NPY and its effect on contractions to NA  Exogenous NPY induced concentration-dependent contractions of control and IBD veins (Fig. 7C), but failed to contract arteries. Contractions to NPY from IBD subjects were significantly (P < 0.01) greater from inflamed veins than controls, although pD2 values were not significantly different (Table 3).

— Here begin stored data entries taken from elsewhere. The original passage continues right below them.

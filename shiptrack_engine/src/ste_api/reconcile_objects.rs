use std::{
    fmt::Display,
    sync::{
        atomic::{AtomicBool, Ordering},
        Arc,
    },
    time::Duration as StdDuration,
};

use chrono::{Duration, FixedOffset, Offset, Utc};
use serde::{Deserialize, Serialize};

use crate::{helpers::TrackingUrlTemplate, ste_api::errors::ReconcileError};

pub const DEFAULT_BATCH_SIZE: i64 = 50;
pub const DEFAULT_WAIT_WINDOW_HOURS: i64 = 24;
pub const DEFAULT_CALL_INTERVAL: StdDuration = StdDuration::from_millis(1000);

#[derive(Debug, Clone)]
pub struct ReconcileOptions {
    /// The maximum number of shipments looked at in one run.
    pub batch_size: i64,
    /// Shipments younger than this that have no tracking number yet are not queried. The carrier takes a while to
    /// ingest new shipments.
    pub wait_window: Duration,
    /// The pause between consecutive carrier calls.
    pub call_interval: StdDuration,
    pub tracking_url_template: TrackingUrlTemplate,
    /// Where status change notifications are addressed.
    pub notification_destination: String,
    /// The carrier reports movement times as local wall-clock time at this offset from UTC.
    pub carrier_utc_offset: FixedOffset,
}

impl Default for ReconcileOptions {
    fn default() -> Self {
        Self {
            batch_size: DEFAULT_BATCH_SIZE,
            wait_window: Duration::hours(DEFAULT_WAIT_WINDOW_HOURS),
            call_interval: DEFAULT_CALL_INTERVAL,
            tracking_url_template: TrackingUrlTemplate::default(),
            notification_destination: String::default(),
            carrier_utc_offset: Utc.fix(),
        }
    }
}

/// What happened to a single shipment during a run, when nothing went wrong.
#[derive(Debug, Clone, Copy, PartialEq, Eq)]
pub enum ShipmentOutcome {
    /// Not queried, because it is still inside the wait-window.
    Skipped,
    /// Queried, and the carrier agrees with what we have.
    Unchanged,
    Updated { status_changed: bool, tracking_assigned: bool, delivered: bool, notified: bool },
}

#[derive(Debug, Clone, Copy, Default, PartialEq, Eq, Serialize, Deserialize)]
pub struct ReconciliationRunSummary {
    /// Shipments the carrier was asked about.
    pub queried: u32,
    pub succeeded: u32,
    pub failed: u32,
    pub updated: u32,
    /// Shipments that transitioned to `DELIVERED` in this run.
    pub delivered: u32,
    /// Candidates left alone because of the wait-window.
    pub skipped: u32,
    pub notified: u32,
}

impl ReconciliationRunSummary {
    pub fn record(&mut self, outcome: &Result<ShipmentOutcome, ReconcileError>) {
        match outcome {
            Ok(ShipmentOutcome::Skipped) => self.skipped += 1,
            Ok(ShipmentOutcome::Unchanged) => {
                self.queried += 1;
                self.succeeded += 1;
            },
            Ok(ShipmentOutcome::Updated { delivered, notified, .. }) => {
                self.queried += 1;
                self.succeeded += 1;
                self.updated += 1;
                self.delivered += u32::from(*delivered);
                self.notified += u32::from(*notified);
            },
            Err(_) => {
                self.queried += 1;
                self.failed += 1;
            },
        }
    }
}

impl Display for ReconciliationRunSummary {
    fn fmt(&self, f: &mut std::fmt::Formatter<'_>) -> std::fmt::Result {
        write!(
            f,
            "{} queried, {} succeeded, {} failed, {} updated, {} delivered, {} skipped, {} notified",
            self.queried, self.succeeded, self.failed, self.updated, self.delivered, self.skipped, self.notified
        )
    }
}

/// Asks a running reconciliation to stop once the shipment it is working on is done.
#[derive(Debug, Clone, Default)]
pub struct StopSignal(Arc<AtomicBool>);

impl StopSignal {
    pub fn stop(&self) {
        self.0.store(true, Ordering::SeqCst);
    }

    pub fn is_stopped(&self) -> bool {
        self.0.load(Ordering::SeqCst)
    }
}

#[cfg(test)]
mod test {
    use carrier_tools::CarrierApiError;

    use super::*;

    #[test]
    fn summary_counts() {
        let mut summary = ReconciliationRunSummary::default();
        summary.record(&Ok(ShipmentOutcome::Skipped));
        summary.record(&Ok(ShipmentOutcome::Unchanged));
        summary.record(&Ok(ShipmentOutcome::Updated {
            status_changed: true,
            tracking_assigned: false,
            delivered: true,
            notified: false,
        }));
        summary.record(&Err(ReconcileError::Carrier(CarrierApiError::Timeout(StdDuration::from_secs(15)))));
        let expected = ReconciliationRunSummary {
            queried: 3,
            succeeded: 2,
            failed: 1,
            updated: 1,
            delivered: 1,
            skipped: 1,
            notified: 0,
        };
        assert_eq!(summary, expected);
        let json = serde_json::to_value(summary).unwrap();
        assert_eq!(json["queried"], 3);
        assert_eq!(json["delivered"], 1);
    }

    #[test]
    fn stop_signal_is_shared() {
        let signal = StopSignal::default();
        let clone = signal.clone();
        assert!(!signal.is_stopped());
        clone.stop();
        assert!(signal.is_stopped());
    }
}
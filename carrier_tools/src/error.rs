use std::time::Duration;

use thiserror::Error;

#[derive(Debug, Clone, Error)]
pub enum CarrierApiError {
    #[error("Could not initialize client: {0}")]
    Initialization(String),
    #[error("The carrier did not respond within {0:?}")]
    Timeout(Duration),
    #[error("The carrier responded with HTTP {status}. {body}")]
    Transport { status: u16, body: String },
    #[error("The carrier returned a SOAP fault: {0}")]
    ProtocolFault(String),
    #[error("Could not reach the carrier: {0}")]
    Network(String),
    #[error("Could not read the carrier response: {0}")]
    ResponseError(String),
}

impl CarrierApiError {
    pub fn is_timeout(&self) -> bool {
        matches!(self, Self::Timeout(_))
    }
}
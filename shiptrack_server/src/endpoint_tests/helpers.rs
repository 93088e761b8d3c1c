use actix_web::{
    body::MessageBody,
    http::StatusCode,
    test,
    test::TestRequest,
    web::ServiceConfig,
    App,
};
use chrono::{TimeZone, Utc};
use log::debug;
use shiptrack_common::Secret;
use shiptrack_engine::db_types::{CanonicalStatus, OrderId, ShipmentRecord};

use crate::data_objects::CronSecret;

pub const TEST_SECRET: &str = "correct-horse-battery-staple";

pub fn cron_secret() -> CronSecret {
    CronSecret(Secret::new(TEST_SECRET.to_string()))
}

pub fn bearer() -> String {
    format!("Bearer {TEST_SECRET}")
}

pub async fn get_request<F>(auth_header: &str, path: &str, configure: F) -> (StatusCode, String)
where F: FnOnce(&mut ServiceConfig) {
    send_request(TestRequest::get(), auth_header, path, configure).await
}

pub async fn post_request<F>(auth_header: &str, path: &str, configure: F) -> (StatusCode, String)
where F: FnOnce(&mut ServiceConfig) {
    send_request(TestRequest::post(), auth_header, path, configure).await
}

async fn send_request<F>(req: TestRequest, auth_header: &str, path: &str, configure: F) -> (StatusCode, String)
where F: FnOnce(&mut ServiceConfig) {
    let mut req = req.uri(path);
    if !auth_header.is_empty() {
        req = req.insert_header(("Authorization", auth_header));
    }
    let app = App::new().configure(configure);
    let service = test::init_service(app).await;
    debug!("Making request to {path}");
    let res = test::call_service(&service, req.to_request()).await;
    let status = res.status();
    let body = String::from_utf8_lossy(&res.into_body().try_into_bytes().unwrap()).into_owned();
    (status, body)
}

pub fn shipment(order_id: &str, tracking: Option<&str>, status: CanonicalStatus) -> ShipmentRecord {
    let ts = Utc.with_ymd_and_hms(2024, 3, 10, 9, 30, 0).unwrap();
    ShipmentRecord {
        id: 1,
        order_id: OrderId::from(order_id),
        integration_code: Some(format!("INT-{order_id}")),
        tracking_number: tracking.map(String::from),
        canonical_status: status,
        vendor_status_text: None,
        last_movement_at: None,
        dispatched_at: ts,
        tracking_url: None,
        fulfilled: false,
        version: 3,
        created_at: ts,
        updated_at: ts,
    }
}
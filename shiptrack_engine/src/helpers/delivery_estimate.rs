use chrono::{DateTime, Duration, Timelike, Utc};

use crate::db_types::CanonicalStatus;

/// Shipments reaching the distribution centre before this hour (UTC) are usually delivered the same day.
pub const SAME_DAY_CUTOFF_HOUR: u32 = 15;

/// A rough guess at when a shipment will arrive, for display purposes only. Nothing in the engine acts on it.
///
/// `reference` is the most recent meaningful point in the shipment's history, typically its last movement, or the
/// dispatch time if no movement has been seen yet. Returns `None` when no delivery is expected (returned shipments).
pub fn estimate_delivery(
    status: CanonicalStatus,
    reference: DateTime<Utc>,
    now: DateTime<Utc>,
) -> Option<DateTime<Utc>> {
    use CanonicalStatus::*;
    match status {
        Created | PickedUp => Some(now + Duration::days(3)),
        InTransit if now - reference >= Duration::days(2) => Some(now + Duration::days(1)),
        InTransit => Some(now + Duration::days(2)),
        InDistribution if now.hour() < SAME_DAY_CUTOFF_HOUR => Some(now),
        InDistribution => Some(now + Duration::days(1)),
        OutForDelivery => Some(now + Duration::hours(4)),
        Delivered => Some(now),
        NotDelivered => Some(now + Duration::days(1)),
        Returned => None,
    }
}

#[cfg(test)]
mod test {
    use chrono::TimeZone;

    use super::*;

    fn at(d: u32, h: u32) -> DateTime<Utc> {
        Utc.with_ymd_and_hms(2024, 6, d, h, 0, 0).unwrap()
    }

    #[test]
    fn in_transit_speeds_up_when_stale() {
        let now = at(10, 9);
        assert_eq!(estimate_delivery(CanonicalStatus::InTransit, at(9, 9), now), Some(at(12, 9)));
        assert_eq!(estimate_delivery(CanonicalStatus::InTransit, at(8, 9), now), Some(at(11, 9)));
    }

    #[test]
    fn distribution_cutoff() {
        let s = CanonicalStatus::InDistribution;
        assert_eq!(estimate_delivery(s, at(10, 8), at(10, 14)), Some(at(10, 14)));
        assert_eq!(estimate_delivery(s, at(10, 8), at(10, 15)), Some(at(11, 15)));
    }

    #[test]
    fn other_statuses() {
        let now = at(10, 12);
        assert_eq!(estimate_delivery(CanonicalStatus::PickedUp, now, now), Some(at(13, 12)));
        assert_eq!(estimate_delivery(CanonicalStatus::Created, now, now), Some(at(13, 12)));
        assert_eq!(estimate_delivery(CanonicalStatus::OutForDelivery, now, now), Some(at(10, 16)));
        assert_eq!(estimate_delivery(CanonicalStatus::Delivered, at(9, 12), now), Some(now));
        assert_eq!(estimate_delivery(CanonicalStatus::NotDelivered, now, now), Some(at(11, 12)));
        assert_eq!(estimate_delivery(CanonicalStatus::Returned, now, now), None);
    }
}
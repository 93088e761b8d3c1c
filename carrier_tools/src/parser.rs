//! Tolerant extraction of tracking data from carrier responses.
//!
//! Two tag dialects are in the wild for the same information: the English one used by the current service and a
//! localized one still served by older deployments. Each extractor tries the dialects in [`DIALECTS`] order. None of
//! the functions in this module fail: malformed or unrecognised input simply yields nothing.
use log::*;
use roxmltree::{Document, Node};
use shiptrack_common::Movement;

use crate::{ReceiverDetails, ShipmentReport};

/// One tag vocabulary. Each field lists the accepted element names, compared case-insensitively on the local name.
#[derive(Debug, Clone, Copy)]
pub struct Dialect {
    pub name: &'static str,
    pub movement: &'static [&'static str],
    pub date: &'static [&'static str],
    pub time: &'static [&'static str],
    pub location: &'static [&'static str],
    pub description: &'static [&'static str],
    pub tracking_number: &'static [&'static str],
    pub status: &'static [&'static str],
    pub receiver_name: &'static [&'static str],
    pub receiver_address: &'static [&'static str],
    pub city: &'static [&'static str],
    pub district: &'static [&'static str],
    pub phone: &'static [&'static str],
}

pub const ENGLISH: Dialect = Dialect {
    name: "english",
    movement: &["Movement", "TrackingEvent"],
    date: &["Date", "EventDate"],
    time: &["Time", "EventTime"],
    location: &["Location", "Unit"],
    description: &["Description", "EventDescription"],
    tracking_number: &["TrackingNumber", "TrackingNo"],
    status: &["StatusText", "ShipmentStatus"],
    receiver_name: &["ReceiverName"],
    receiver_address: &["ReceiverAddress", "Address"],
    city: &["City"],
    district: &["District", "Town"],
    phone: &["ReceiverPhone", "Phone"],
};

pub const LOCALIZED: Dialect = Dialect {
    name: "localized",
    movement: &["Hareket", "KargoHareket"],
    date: &["IslemTarihi", "Tarih"],
    time: &["IslemSaati", "Saat"],
    location: &["Birim", "Yer"],
    description: &["Aciklama", "IslemAciklama"],
    tracking_number: &["KargoTakipNo", "TakipNo"],
    status: &["DurumAciklama", "KargoDurumu"],
    receiver_name: &["AliciAdi"],
    receiver_address: &["AliciAdres", "Adres"],
    city: &["Il", "Sehir"],
    district: &["Ilce"],
    phone: &["AliciTelefon", "Telefon"],
};

/// Extraction order. The first dialect that yields a result wins.
pub const DIALECTS: [&Dialect; 2] = [&ENGLISH, &LOCALIZED];

/// Extracts the movement history, most recent first. Returns an empty list if neither dialect matches.
pub fn extract(raw_body: &str) -> Vec<Movement> {
    match parse(raw_body) {
        Some(doc) => extract_movements(&doc),
        None => vec![],
    }
}

/// Extracts the movement history along with the shipment-level fields. Each field falls back through the dialects
/// independently, so a response mixing dialects is read as completely as possible.
pub fn extract_report(raw_body: &str) -> ShipmentReport {
    let mut report = ShipmentReport { raw_body: raw_body.to_string(), ..Default::default() };
    let doc = match parse(raw_body) {
        Some(doc) => doc,
        None => return report,
    };
    report.movements = extract_movements(&doc);
    report.tracking_number = first_match(&doc, |d| d.tracking_number);
    report.status_text = first_match(&doc, |d| d.status);
    report
}

/// Extracts receiver details. Every field is optional and resolved on its own.
pub fn extract_receiver(raw_body: &str) -> ReceiverDetails {
    let doc = match parse(raw_body) {
        Some(doc) => doc,
        None => return ReceiverDetails::default(),
    };
    ReceiverDetails {
        name: first_match(&doc, |d| d.receiver_name),
        address: first_match(&doc, |d| d.receiver_address),
        city: first_match(&doc, |d| d.city),
        district: first_match(&doc, |d| d.district),
        phone: first_match(&doc, |d| d.phone),
    }
}

fn parse(raw_body: &str) -> Option<Document<'_>> {
    let trimmed = raw_body.trim_start_matches('\u{feff}').trim_start();
    match Document::parse(trimmed) {
        Ok(doc) => Some(doc),
        Err(e) => {
            debug!("🔍️ Carrier response is not well-formed XML. {e}");
            None
        },
    }
}

fn extract_movements(doc: &Document) -> Vec<Movement> {
    for dialect in DIALECTS {
        let movements = doc
            .descendants()
            .filter(|n| is_one_of(n, dialect.movement))
            .map(|n| Movement {
                date: child_text(&n, dialect.date).unwrap_or_default(),
                time: child_text(&n, dialect.time).unwrap_or_default(),
                location: child_text(&n, dialect.location).unwrap_or_default(),
                description: child_text(&n, dialect.description).unwrap_or_default(),
            })
            .filter(|m| !m.is_empty())
            .collect::<Vec<Movement>>();
        if !movements.is_empty() {
            trace!("🔍️ {} movements matched the {} dialect", movements.len(), dialect.name);
            return most_recent_first(movements);
        }
    }
    trace!("🔍️ No movements found in either dialect");
    vec![]
}

/// Sorts newest first when every movement has a readable timestamp. Otherwise the carrier's order is kept.
fn most_recent_first(mut movements: Vec<Movement>) -> Vec<Movement> {
    if movements.iter().all(|m| m.timestamp().is_some()) {
        movements.sort_by_key(|m| std::cmp::Reverse(m.timestamp()));
    }
    movements
}

/// First non-empty value for a document-level field, looking outside movement containers only.
fn first_match<F>(doc: &Document, field: F) -> Option<String>
where F: Fn(&Dialect) -> &'static [&'static str] {
    DIALECTS.into_iter().find_map(|dialect| {
        doc.descendants()
            .filter(|n| is_one_of(n, field(dialect)))
            .filter(|n| !inside_movement(n))
            .find_map(|n| text_of(&n))
    })
}

fn child_text(node: &Node, names: &[&str]) -> Option<String> {
    node.descendants().skip(1).filter(|n| is_one_of(n, names)).find_map(|n| text_of(&n))
}

fn inside_movement(node: &Node) -> bool {
    node.ancestors().skip(1).any(|a| DIALECTS.iter().any(|d| is_one_of(&a, d.movement)))
}

fn is_one_of(node: &Node, names: &[&str]) -> bool {
    node.is_element() && names.iter().any(|name| node.tag_name().name().eq_ignore_ascii_case(name))
}

fn text_of(node: &Node) -> Option<String> {
    let text = node.descendants().filter(|n| n.is_text()).filter_map(|n| n.text()).collect::<String>();
    let text = text.trim();
    (!text.is_empty()).then(|| text.to_string())
}
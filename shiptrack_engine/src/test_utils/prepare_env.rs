use std::path::Path;

use log::*;
use sqlx::{migrate, migrate::MigrateDatabase, Sqlite};

use crate::SqliteDatabase;

/// Loads `.env.test`, initialises logging, and creates a freshly migrated database at `url`.
pub async fn prepare_test_env(url: &str) {
    dotenvy::from_filename(".env.test").ok();
    let _ = env_logger::try_init();
    debug!("🚀️ Logging initialised");
    create_database(url).await;
    run_migrations(url).await;
}

pub fn random_db_path() -> String {
    let path = std::env::temp_dir().join(format!("shiptrack_test_{}.db", rand::random::<u64>()));
    format!("sqlite://{}", path.display())
}

pub async fn run_migrations(url: &str) {
    let db = SqliteDatabase::new_with_url(url, 5).await.expect("Error creating connection to database");
    migrate!("./src/sqlite/migrations").run(db.pool()).await.expect("Error running DB migrations");
    info!("🚀️ Migrations complete");
}

pub async fn create_database<P: AsRef<Path>>(path: P) {
    let p = path.as_ref().as_os_str().to_str().expect("Database path is not valid UTF-8");
    if let Err(e) = Sqlite::drop_database(p).await {
        warn!("Error dropping database {p}: {e:?}");
    }
    Sqlite::create_database(p).await.expect("Error creating database");
    info!("Created Sqlite database {p}");
}
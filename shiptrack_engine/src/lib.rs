//! Shipment tracking engine
//!
//! This library keeps locally stored shipment state in sync with the cargo carrier's system of record. It is
//! backend-agnostic: storage, the carrier and the notification channel are all reached through traits.
//!
//! The library is divided into these sections:
//! 1. Storage ([`mod@sqlite`]). SQLite is the supported backend. You should never need to access the database
//!    directly. Use the public API instead. The data types stored in the database are defined in [`mod@db_types`].
//! 2. The backend contracts ([`mod@traits`]): [`ShipmentManagement`] for the store, [`CarrierGateway`] for the
//!    carrier and [`NotificationDispatcher`] for outbound alerts.
//! 3. The public API ([`mod@ste_api`]). [`ReconciliationApi`] runs reconciliation passes, [`ShipmentApi`] answers
//!    read queries about individual shipments.
//!
//! Notifications can be delivered asynchronously through the [`mod@events`] channel, so that a slow notification
//! target never holds up a reconciliation run.
pub mod db_types;
pub mod events;
pub mod helpers;
pub mod ste_api;
pub mod traits;

#[cfg(feature = "sqlite")]
pub mod sqlite;

#[cfg(any(feature = "test_utils", test))]
pub mod test_utils;

#[cfg(feature = "sqlite")]
pub use sqlite::SqliteDatabase;
pub use ste_api::{
    errors::{ReconcileError, ShipmentApiError},
    reconcile_objects::{ReconcileOptions, ReconciliationRunSummary, ShipmentOutcome, StopSignal},
    reconciliation_api::ReconciliationApi,
    shipment_api::{ShipmentApi, ShipmentStatusView},
};
pub use traits::{
    CarrierGateway,
    NotificationDispatcher,
    NotificationError,
    ShipmentManagement,
    ShipmentNotification,
    ShipmentStoreError,
};
use std::{fmt::Display, str::FromStr};

use chrono::{DateTime, Utc};
use serde::{Deserialize, Serialize};
use sqlx::{FromRow, Type};
use thiserror::Error;

//--------------------------------------   CanonicalStatus     ---------------------------------------------------------
/// Our own view of where a shipment is, independent of the carrier's wording.
#[derive(Debug, Clone, Copy, PartialEq, Eq, Hash, Type, Serialize, Deserialize)]
#[serde(rename_all = "SCREAMING_SNAKE_CASE")]
#[sqlx(rename_all = "SCREAMING_SNAKE_CASE")]
pub enum CanonicalStatus {
    /// Registered with the carrier, but not yet handed over.
    Created,
    PickedUp,
    InTransit,
    InDistribution,
    OutForDelivery,
    Delivered,
    /// A delivery attempt failed. The carrier will usually try again.
    NotDelivered,
    Returned,
}

impl CanonicalStatus {
    /// Terminal shipments are no longer polled once they have a tracking number.
    pub fn is_terminal(&self) -> bool {
        matches!(self, Self::Delivered | Self::Returned)
    }

    /// Transitions into these statuses are worth telling someone about.
    pub fn is_notifiable(&self) -> bool {
        matches!(self, Self::Delivered | Self::OutForDelivery | Self::NotDelivered)
    }

    pub fn as_str(&self) -> &'static str {
        match self {
            Self::Created => "CREATED",
            Self::PickedUp => "PICKED_UP",
            Self::InTransit => "IN_TRANSIT",
            Self::InDistribution => "IN_DISTRIBUTION",
            Self::OutForDelivery => "OUT_FOR_DELIVERY",
            Self::Delivered => "DELIVERED",
            Self::NotDelivered => "NOT_DELIVERED",
            Self::Returned => "RETURNED",
        }
    }
}

impl Display for CanonicalStatus {
    fn fmt(&self, f: &mut std::fmt::Formatter<'_>) -> std::fmt::Result {
        f.write_str(self.as_str())
    }
}

#[derive(Debug, Clone, Error)]
#[error("Invalid shipment status: {0}")]
pub struct ConversionError(String);

impl FromStr for CanonicalStatus {
    type Err = ConversionError;

    fn from_str(s: &str) -> Result<Self, Self::Err> {
        match s {
            "CREATED" => Ok(Self::Created),
            "PICKED_UP" => Ok(Self::PickedUp),
            "IN_TRANSIT" => Ok(Self::InTransit),
            "IN_DISTRIBUTION" => Ok(Self::InDistribution),
            "OUT_FOR_DELIVERY" => Ok(Self::OutForDelivery),
            "DELIVERED" => Ok(Self::Delivered),
            "NOT_DELIVERED" => Ok(Self::NotDelivered),
            "RETURNED" => Ok(Self::Returned),
            s => Err(ConversionError(s.to_string())),
        }
    }
}

//--------------------------------------        OrderId        ---------------------------------------------------------
#[derive(Debug, Clone, PartialEq, Eq, Hash, Type, Serialize, Deserialize)]
#[sqlx(transparent)]
#[serde(transparent)]
pub struct OrderId(pub String);

impl FromStr for OrderId {
    type Err = ();

    fn from_str(s: &str) -> Result<Self, Self::Err> {
        Ok(Self(s.to_string()))
    }
}

impl From<String> for OrderId {
    fn from(s: String) -> Self {
        Self(s)
    }
}

impl From<&str> for OrderId {
    fn from(s: &str) -> Self {
        Self(s.to_string())
    }
}

impl Display for OrderId {
    fn fmt(&self, f: &mut std::fmt::Formatter<'_>) -> std::fmt::Result {
        write!(f, "#{}", self.0)
    }
}

impl OrderId {
    pub fn as_str(&self) -> &str {
        &self.0
    }
}

//--------------------------------------    ShipmentRecord     ---------------------------------------------------------
#[derive(Debug, Clone, PartialEq, Eq, FromRow, Serialize, Deserialize)]
pub struct ShipmentRecord {
    pub id: i64,
    pub order_id: OrderId,
    /// The carrier's key for the shipment, obtained at registration. Required to query the carrier.
    pub integration_code: Option<String>,
    /// The public tracking number. Empty until the carrier has ingested the shipment; never cleared afterwards.
    pub tracking_number: Option<String>,
    pub canonical_status: CanonicalStatus,
    /// The carrier's last status wording, verbatim.
    pub vendor_status_text: Option<String>,
    pub last_movement_at: Option<DateTime<Utc>>,
    pub dispatched_at: DateTime<Utc>,
    pub tracking_url: Option<String>,
    pub fulfilled: bool,
    /// Incremented on every write. Updates must name the version they were derived from.
    pub version: i64,
    pub created_at: DateTime<Utc>,
    pub updated_at: DateTime<Utc>,
}

impl ShipmentRecord {
    pub fn integration_code(&self) -> Option<&str> {
        self.integration_code.as_deref().filter(|s| !s.trim().is_empty())
    }

    pub fn tracking_number(&self) -> Option<&str> {
        self.tracking_number.as_deref().filter(|s| !s.trim().is_empty())
    }

    pub fn has_tracking_number(&self) -> bool {
        self.tracking_number().is_some()
    }

    /// Whether a reconciliation pass should look at this shipment at all.
    pub fn is_reconciliation_candidate(&self) -> bool {
        self.integration_code().is_some() && (!self.has_tracking_number() || !self.canonical_status.is_terminal())
    }
}

//--------------------------------------      NewShipment      ---------------------------------------------------------
/// A shipment as handed over by the registration flow.
#[derive(Debug, Clone, PartialEq, Eq, Serialize, Deserialize)]
pub struct NewShipment {
    pub order_id: OrderId,
    pub integration_code: String,
    pub dispatched_at: DateTime<Utc>,
}

impl NewShipment {
    pub fn new<S: Into<String>>(order_id: OrderId, integration_code: S, dispatched_at: DateTime<Utc>) -> Self {
        Self { order_id, integration_code: integration_code.into(), dispatched_at }
    }
}

//--------------------------------------    ShipmentUpdate     ---------------------------------------------------------
/// The fields a reconciliation pass may write. `None` leaves the stored value alone.
#[derive(Debug, Clone, PartialEq, Eq)]
pub struct ShipmentUpdate {
    pub canonical_status: CanonicalStatus,
    /// Only applied if the stored tracking number is still empty.
    pub tracking_number: Option<String>,
    /// Only applied together with `tracking_number`.
    pub tracking_url: Option<String>,
    pub vendor_status_text: Option<String>,
    pub last_movement_at: Option<DateTime<Utc>>,
    /// Sets the fulfilled flag. `false` never clears it.
    pub fulfilled: bool,
}

#[cfg(test)]
mod test {
    use chrono::Utc;

    use super::*;

    fn record(integration_code: Option<&str>, tracking: Option<&str>, status: CanonicalStatus) -> ShipmentRecord {
        ShipmentRecord {
            id: 1,
            order_id: OrderId::from("1001"),
            integration_code: integration_code.map(String::from),
            tracking_number: tracking.map(String::from),
            canonical_status: status,
            vendor_status_text: None,
            last_movement_at: None,
            dispatched_at: Utc::now(),
            tracking_url: None,
            fulfilled: false,
            version: 0,
            created_at: Utc::now(),
            updated_at: Utc::now(),
        }
    }

    #[test]
    fn status_round_trip_and_flags() {
        assert_eq!("OUT_FOR_DELIVERY".parse::<CanonicalStatus>().unwrap(), CanonicalStatus::OutForDelivery);
        assert!("on_hold".parse::<CanonicalStatus>().is_err());
        assert!(CanonicalStatus::Returned.is_terminal());
        assert!(!CanonicalStatus::NotDelivered.is_terminal());
        assert!(CanonicalStatus::NotDelivered.is_notifiable());
        assert!(!CanonicalStatus::InDistribution.is_notifiable());
        let json = serde_json::to_string(&CanonicalStatus::InDistribution).unwrap();
        assert_eq!(json, "\"IN_DISTRIBUTION\"");
    }

    #[test]
    fn candidates() {
        use CanonicalStatus::*;
        assert!(!record(None, None, Created).is_reconciliation_candidate());
        assert!(!record(Some("  "), None, Created).is_reconciliation_candidate());
        assert!(record(Some("INT"), None, Created).is_reconciliation_candidate());
        assert!(record(Some("INT"), Some(""), Delivered).is_reconciliation_candidate());
        assert!(record(Some("INT"), Some("TN"), InTransit).is_reconciliation_candidate());
        assert!(!record(Some("INT"), Some("TN"), Delivered).is_reconciliation_candidate());
        assert!(!record(Some("INT"), Some("TN"), Returned).is_reconciliation_candidate());
    }
}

The effect of a sub-threshold concentration (30 nmol L−1) of NPY was examined against NA contractions. The NPY (30 nmol L−1) had no significant effect on contractions to NA in control arteries and veins (see Table 3). Concentration–response curves from inflamed veins were significantly (P < 0.05) reduced in the presence of NPY, while in inflamed veins responses were significantly increased (P < 0.01), although pD2 values were not significantly different.

Discussion

  1. Top of page
  2. Abstract
  3. Introduction
  4. Methods
  5. Results
  6. Discussion
  7. References

The mesenteric circulation is highly specialized, supplying the metabolic needs of the gut and other organs; blood flow is altered in response to mechanical stimulation of food in the lumen17 and as part of inflammatory responses.18 Mesenteric veins form the largest capacitance bed in man and control of venous tone are important in the effective maintenance of blood pressure,19 particularly when posture changes. The greater nerve density in human mesenteric veins compared with arteries shown in this study may reflect this role.

Sympathetic perivascular nerves were previously thought to contain only NA, but are now recognized as utilizing cotransmitters, notably ATP and NPY.10 The neuronal markers for this study were selected on the basis of neurotransmitters commonly identified in the four classes of perivascular nerves,20 TH and NPY for sympathetic nerves, SP and CGRP for sensory-motor nerves, and NO and VIP for intrinsic nerves projecting from the enteric nervous system (ENS). 5-HT has previously been identified in human mesenteric perivascular nerves, probably after being taken up by sympathetic nerves.14 ATP is a cotransmitter in most, if not all of these nerve types, but there is no immunohistochemical method for its localization, and detecting its presence relies on functional studies. Noradrenaline and ATP are the major sympathetic vasoconstrictors, acting via postjunctional α1-adrenoceptors and P2X1 receptors.10 Although in some blood vessels NPY acts as a vasoconstrictor, in many vessels NPY acts as a neuromodulator, postjunctionally enhancing the contraction produced by other transmitters and/or acting prejunctionally to reduce transmitter release.10 Perivascular nerves, in concert with signals from the endothelium, regulate local blood flow.1

Expression of immunomarkers

In arteries and veins from IBD patients, there was an increase in overall nerve density measured as the TFA for PGP9.5, compared with controls. While increased immunoreactivity implies an increased number of fibres, it may also be indicative of increased branching or increased immunoreactivity within fibres. The majority of human mesenteric perivascular nerves were of sympathetic origin. All vessels had a plexus of TH- and NPY-containing nerves. Neuropeptide Y is also found in subpopulations of neurons in the ENS21 and in some parasympathetic nerves.22 There was a greater nerve density for NPY and NA in arteries and veins from patients with IBD.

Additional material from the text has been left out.